Le design est devenu une discipline stratégique. Le designer doit désormais affirmer sa place de leader dans les organisations qui placent l’innovation au centre de leur stratégie.

S’il était quasiment impossible il y a encore quelques années de parler du design comme d’une discipline de management, il ne viendrait plus à l’idée de quiconque de le contester dorénavant. Les « business schools » du monde entier ont rendu service aux écoles et au design, en multipliant les formations de « design management » et de « design thinking », cet exercice de brainstorming et de créativité qui fait du « post-it » le support de la pensée complexe.
Le « design thinking » n’est pas « le design » en ce sens qu’il n’intègre pas la représentation ni la conception. Il n’en est qu’un moyen. Mais, il l’a fait délibérément sortir de sa gangue technique pour en faire une discipline de management transversal. Là où, naguère, les écoles de design ne voulaient pas voir l’évidence au prétexte que travailler avec les entreprises n’était pas noble, là où les écoles de management prétendaient se réserver la dimension leadership du management, le « design thinking » a fait sauter tous les verrous. L’avidité à s’emparer de la discipline par les programmes de « business » en a consacré la primauté et fait du designer un « manager » alors même que les écoles de design se défendaient de prétendre en former.


Le « design thinking » s’arrête à l’idée. Et que vaut celle-ci si elle n’est pas appliquée ? « Rien ! » aurait dit Marx pour qui la Praxis était au centre de la doctrine. En matière de design, l’idée ne vaut qu’à la condition qu’elle trouve une issue de laquelle il résultera un mieux pour la société. « Des idées, nous en avons tous, pour autant nous ne sommes pas tous designers ». Le « design thinking » n’est rien s’il ne s’accompagne pas d’un « design doing ». La thèse de Feuerbach « Les Philosophes jusqu’ici n’ont fait qu’interpréter le monde. Il s’agit maintenant de le transformer » pourrait s’appliquer au design. En d’autres mots, le design thinking n’est rien sans le design.

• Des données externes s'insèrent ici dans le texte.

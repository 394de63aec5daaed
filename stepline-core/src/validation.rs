//! Validation errors
//!
//! Raised before anything is written to the content store or sent to the
//! compute provider.

use thiserror::Error;

/// A rejected definition, component or resource request
#[derive(Debug, Clone, PartialEq, Error)]
pub enum ValidationError {
    /// A required field is blank
    #[error("{0} is required")]
    MissingField(&'static str),

    /// A field exceeds its maximum length
    #[error("{field} is too long (max {max} characters)")]
    TooLong { field: &'static str, max: usize },

    /// A resource request is outside its allowed range
    #[error("{0}")]
    InvalidResource(String),

    /// Two components share the same path
    #[error("component path '{0}' is already used in this pipeline")]
    DuplicatePath(String),

    /// Any other rejected value
    #[error("{0}")]
    Invalid(String),
}

/// Fails with [`ValidationError::MissingField`] when `value` is blank
pub(crate) fn require(field: &'static str, value: &str) -> Result<(), ValidationError> {
    if value.trim().is_empty() {
        return Err(ValidationError::MissingField(field));
    }
    Ok(())
}

/// Fails with [`ValidationError::TooLong`] when `value` has more than `max` characters
pub(crate) fn max_len(field: &'static str, value: &str, max: usize) -> Result<(), ValidationError> {
    if value.chars().count() > max {
        return Err(ValidationError::TooLong { field, max });
    }
    Ok(())
}
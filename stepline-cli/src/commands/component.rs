//! Component command handlers

use anyhow::Result;
use clap::{Args, Subcommand};
use colored::*;
use stepline_core::domain::component::ResourceRequest;
use stepline_core::domain::session::ConsoleStream;
use stepline_core::dto::component::NewComponent;

use crate::config::Config;
use crate::id_resolver::resolve_pipeline_id;

/// Component subcommands
#[derive(Subcommand)]
pub enum ComponentCommands {
    /// Append a component to a pipeline
    Add {
        /// Pipeline name or unambiguous prefix
        pipeline: String,

        #[command(flatten)]
        fields: ComponentFields,
    },
    /// Replace a component; its executed flag is reset
    Update {
        pipeline: String,
        index: usize,

        #[command(flatten)]
        fields: ComponentFields,
    },
    /// Remove a component; its folder is left in place
    Remove { pipeline: String, index: usize },
    /// List a pipeline's components in order
    List { pipeline: String },
    /// Run one component after its predecessors have been executed
    Run { pipeline: String, index: usize },
}

#[derive(Args)]
pub struct ComponentFields {
    #[arg(short, long)]
    title: String,

    /// Folder name of the component (slugified)
    #[arg(short, long)]
    path: String,

    #[arg(short, long, default_value = "")]
    description: String,

    /// CPU cores
    #[arg(long, default_value_t = 1)]
    cpu: u32,

    /// Memory in GiB
    #[arg(long, default_value_t = 1.0)]
    mem: f64,

    /// GPU units
    #[arg(long, default_value_t = 0.0)]
    gpu: f64,
}

impl From<ComponentFields> for NewComponent {
    fn from(fields: ComponentFields) -> Self {
        NewComponent::new(fields.title, fields.path)
            .with_description(fields.description)
            .with_resources(ResourceRequest::new(fields.cpu, fields.mem, fields.gpu))
    }
}

/// Handle component commands
pub async fn handle_component_command(command: ComponentCommands, config: &Config) -> Result<()> {
    let (service, orchestrator) = config.services();

    match command {
        ComponentCommands::Add { pipeline, fields } => {
            let pipeline = resolve_pipeline_id(&service, &pipeline).await?;
            let index = service.add_component(&pipeline, fields.into()).await?;
            println!(
                "{}",
                format!("✓ Component {} added to {}", index, pipeline).green().bold()
            );
        }
        ComponentCommands::Update {
            pipeline,
            index,
            fields,
        } => {
            let pipeline = resolve_pipeline_id(&service, &pipeline).await?;
            service
                .update_component(&pipeline, index, fields.into())
                .await?;
            println!(
                "{}",
                format!("✓ Component {} of {} updated", index, pipeline).green().bold()
            );
        }
        ComponentCommands::Remove { pipeline, index } => {
            let pipeline = resolve_pipeline_id(&service, &pipeline).await?;
            let removed = service.remove_component(&pipeline, index).await?;
            println!(
                "{}",
                format!("✓ Component {} ({}) removed", index, removed.path)
                    .green()
                    .bold()
            );
        }
        ComponentCommands::List { pipeline } => {
            let pipeline = resolve_pipeline_id(&service, &pipeline).await?;
            let components = service.list_components(&pipeline).await?;

            if components.is_empty() {
                println!("{}", "No components found.".yellow());
            }
            for (index, component) in components.iter().enumerate() {
                let status = if component.executed {
                    "executed".green()
                } else {
                    "pending".yellow()
                };
                println!("  {} {} {}", "▸".cyan(), index, component.title.bold());
                println!("    Path:      {}", component.path.dimmed());
                println!(
                    "    Resources: {} cpu, {} GiB, {} gpu",
                    component.resources.cpu, component.resources.mem, component.resources.gpu
                );
                println!("    Status:    {}", status);
                println!();
            }
        }
        ComponentCommands::Run { pipeline, index } => {
            let pipeline = resolve_pipeline_id(&service, &pipeline).await?;
            let report = orchestrator.run_single_component(&pipeline, index).await?;

            for entry in &report.console {
                match entry.stream {
                    ConsoleStream::Stdout => print!("{}", entry.text),
                    ConsoleStream::Stderr => eprint!("{}", entry.text.red()),
                }
            }
            println!(
                "{}",
                format!(
                    "✓ Component {} ({}) completed in {} poll(s)",
                    report.index, report.path, report.polls
                )
                .green()
                .bold()
            );
        }
    }

    Ok(())
}
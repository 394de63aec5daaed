//! Configuration module
//!
//! Loads the engine configuration and wires the engine services to one
//! manager client.

use std::sync::Arc;

use anyhow::{Context, Result};
use stepline_client::ManagerClient;
use stepline_engine::{EngineConfig, PipelineOrchestrator, PipelineService};
use tracing::debug;

/// CLI configuration
#[derive(Debug, Clone)]
pub struct Config {
    pub engine: EngineConfig,
}

impl Config {
    /// Reads `STEPLINE_*` variables, with the manager URL taken from the command line
    pub fn load(manager_url: String) -> Result<Self> {
        let mut engine = EngineConfig::from_env().context("Failed to read configuration")?;
        engine.manager_url = manager_url;
        engine.validate().context("Invalid configuration")?;
        debug!("Using compute manager at {}", engine.manager_url);
        Ok(Self { engine })
    }

    /// Builds the management service and orchestrator sharing one lock registry
    pub fn services(&self) -> (PipelineService, PipelineOrchestrator) {
        let client = Arc::new(ManagerClient::new(&self.engine.manager_url));
        let orchestrator =
            PipelineOrchestrator::new(client.clone(), client.clone(), self.engine.clone());
        let service =
            PipelineService::new(client, &self.engine).with_locks(orchestrator.locks().clone());
        (service, orchestrator)
    }
}
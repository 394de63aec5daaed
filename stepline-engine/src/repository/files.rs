//! Component files
//!
//! Code and log blobs live in the component's folder inside the pipeline
//! container: `<path>/<code entry>` and `<path>/logs.txt`. Renaming a
//! component does not move them.

use std::sync::Arc;

use stepline_client::{ClientError, ContentStore};
use stepline_core::domain::component::PipelineComponent;
use tracing::{debug, info};

use crate::error::{EngineError, Result};

/// Access to the blobs of a pipeline's components
#[derive(Clone)]
pub struct ComponentFiles {
    store: Arc<dyn ContentStore>,
    code_entry: String,
}

impl ComponentFiles {
    pub fn new(store: Arc<dyn ContentStore>, code_entry: impl Into<String>) -> Self {
        Self {
            store,
            code_entry: code_entry.into(),
        }
    }

    /// Creates the component folder, ignoring one that already exists
    pub async fn ensure_folder(&self, pipeline_id: &str, component: &PipelineComponent) -> Result<()> {
        match self.store.mkdir(pipeline_id, &component.path).await {
            Ok(()) => Ok(()),
            Err(e) if e.is_conflict() => {
                debug!("Folder {} already exists in {}", component.path, pipeline_id);
                Ok(())
            }
            Err(e) => Err(EngineError::storage(
                format!("creating folder {}", component.path),
                e,
            )),
        }
    }

    /// Returns the component's code, seeding an empty code blob when it has none
    pub async fn ensure_code(&self, pipeline_id: &str, component: &PipelineComponent) -> Result<String> {
        self.ensure_folder(pipeline_id, component).await?;

        let path = component.code_path(&self.code_entry);
        match self.store.download(pipeline_id, &path).await {
            Ok(bytes) => text(&path, bytes),
            Err(e) if e.is_not_found() => {
                info!("No code at {} in {}, seeding an empty file", path, pipeline_id);
                self.store
                    .upload(pipeline_id, &path, Vec::new())
                    .await
                    .map_err(|e| EngineError::storage(format!("seeding {}", path), e))?;
                Ok(String::new())
            }
            Err(e) => Err(EngineError::storage(format!("reading {}", path), e)),
        }
    }

    /// Replaces the component's code
    pub async fn save_code(&self, pipeline_id: &str, component: &PipelineComponent, code: &str) -> Result<()> {
        self.ensure_folder(pipeline_id, component).await?;

        let path = component.code_path(&self.code_entry);
        self.store
            .upload(pipeline_id, &path, code.as_bytes().to_vec())
            .await
            .map_err(|e| EngineError::storage(format!("writing {}", path), e))
    }

    /// Writes the log blob of the latest run
    pub async fn save_logs(&self, pipeline_id: &str, component: &PipelineComponent, logs: String) -> Result<()> {
        let path = component.log_path();
        self.store
            .upload(pipeline_id, &path, logs.into_bytes())
            .await
            .map_err(|e| EngineError::storage(format!("writing {}", path), e))
    }

    /// Reads the log blob of the latest run, if the component ever completed one
    pub async fn load_logs(&self, pipeline_id: &str, component: &PipelineComponent) -> Result<Option<String>> {
        let path = component.log_path();
        match self.store.download(pipeline_id, &path).await {
            Ok(bytes) => text(&path, bytes).map(Some),
            Err(e) if e.is_not_found() => Ok(None),
            Err(e) => Err(EngineError::storage(format!("reading {}", path), e)),
        }
    }
}

/// Code and logs are text; a blob that is not UTF-8 is refused rather than altered
fn text(path: &str, bytes: Vec<u8>) -> Result<String> {
    String::from_utf8(bytes).map_err(|e| {
        EngineError::storage(
            format!("reading {}", path),
            ClientError::Malformed(format!("{} is not UTF-8 text: {}", path, e.utf8_error())),
        )
    })
}
//! Execution types for the component runner
//!
//! These types only exist at runtime while a component runs.
//! They are not persisted.

use std::time::Duration;

use chrono::{DateTime, Utc};
use serde::Serialize;
use serde_json::Value as JsonValue;
use stepline_core::domain::session::{ConsoleEntry, ExecutionMode, ExecutionStatus};
use stepline_core::dto::session::{ExecuteRequest, ExecuteResponse};

/// States a component run moves through
#[derive(Debug, Clone, Copy, PartialEq, Eq, Serialize)]
pub enum RunState {
    /// Validating inputs, ensuring the component folder and code blob exist
    Preparing,
    /// Requesting a compute session
    Launching,
    /// Polling the session until the provider reports `finished`
    Executing,
    /// Capturing logs, destroying the session and persisting the flag
    Finalizing,
    Completed,
    Failed,
}

impl RunState {
    pub fn is_terminal(&self) -> bool {
        matches!(self, RunState::Completed | RunState::Failed)
    }
}

impl std::fmt::Display for RunState {
    fn fmt(&self, f: &mut std::fmt::Formatter<'_>) -> std::fmt::Result {
        match self {
            RunState::Preparing => write!(f, "Preparing"),
            RunState::Launching => write!(f, "Launching"),
            RunState::Executing => write!(f, "Executing"),
            RunState::Finalizing => write!(f, "Finalizing"),
            RunState::Completed => write!(f, "Completed"),
            RunState::Failed => write!(f, "Failed"),
        }
    }
}

/// Local limits on a component's polling loop
///
/// Both limits are off by default, leaving progress to the provider.
#[derive(Debug, Clone, Copy, Default, PartialEq, Eq)]
pub struct RunLimits {
    /// Maximum number of execute calls
    pub max_polls: Option<u32>,
    /// Maximum wall-clock time spent polling
    pub deadline: Option<Duration>,
}

impl RunLimits {
    pub fn with_max_polls(mut self, max_polls: u32) -> Self {
        self.max_polls = Some(max_polls);
        self
    }

    pub fn with_deadline(mut self, deadline: Duration) -> Self {
        self.deadline = Some(deadline);
        self
    }
}

/// State of one compute session while its code runs
///
/// Threads the provider's continuation token and options from each response
/// into the next request.
#[derive(Debug, Clone)]
pub struct ExecutionSession {
    pub session_id: String,
    pub run_id: Option<String>,
    pub mode: ExecutionMode,
    pub options: JsonValue,
    pub console: Vec<ConsoleEntry>,
    pub status: Option<ExecutionStatus>,
    pub polls: u32,
}

impl ExecutionSession {
    pub fn new(session_id: impl Into<String>) -> Self {
        Self {
            session_id: session_id.into(),
            run_id: None,
            mode: ExecutionMode::Initial,
            options: JsonValue::Null,
            console: Vec::new(),
            status: None,
            polls: 0,
        }
    }

    /// Builds the next poll
    ///
    /// The code is only submitted with the initial poll; continuation polls
    /// carry empty code.
    pub fn next_request(&self, code: &str) -> ExecuteRequest {
        let code = match self.mode {
            ExecutionMode::Initial => code.to_string(),
            ExecutionMode::Continue => String::new(),
        };

        ExecuteRequest {
            mode: self.mode,
            code,
            run_id: self.run_id.clone(),
            options: self.options.clone(),
        }
    }

    /// Records a poll response, returning whether execution finished
    pub fn absorb(&mut self, response: ExecuteResponse) -> bool {
        self.polls += 1;
        self.run_id = response.run_id;
        self.options = response.options;
        self.console.extend(response.console);

        let finished = response.status.is_finished();
        self.status = Some(response.status);
        if !finished {
            self.mode = ExecutionMode::Continue;
        }
        finished
    }

    pub fn is_finished(&self) -> bool {
        self.status.as_ref().is_some_and(ExecutionStatus::is_finished)
    }
}

/// Outcome of a completed component run
#[derive(Debug, Clone, Serialize)]
pub struct RunReport {
    pub pipeline_id: String,
    pub index: usize,
    pub path: String,
    pub session_id: String,
    /// Number of execute calls issued
    pub polls: u32,
    pub console: Vec<ConsoleEntry>,
    pub started_at: DateTime<Utc>,
    pub finished_at: DateTime<Utc>,
}

impl RunReport {
    pub fn duration(&self) -> chrono::Duration {
        self.finished_at - self.started_at
    }
}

Le design est donc une discipline de management. Il s’agit pour le designer de mettre autour de la table des ingénieurs, des marketers, des financiers, des philosophes, des sociologues… des chercheurs, des techniciens, des cols blancs, des cols bleus… et de les faire travailler ensemble. Son rôle dans les organisations est en train de muter parce que celles-ci sont en train de changer de modèle. L’approche participative et collaborative prend le pas sur l’organisation en silos et les triangles hiérarchiques. Il convient de rendre les structures plus flexibles, plus adaptables au changement et à l’innovation, tout en maintenant la capacité aux décisions d’être prises. Cette évolution est en marche.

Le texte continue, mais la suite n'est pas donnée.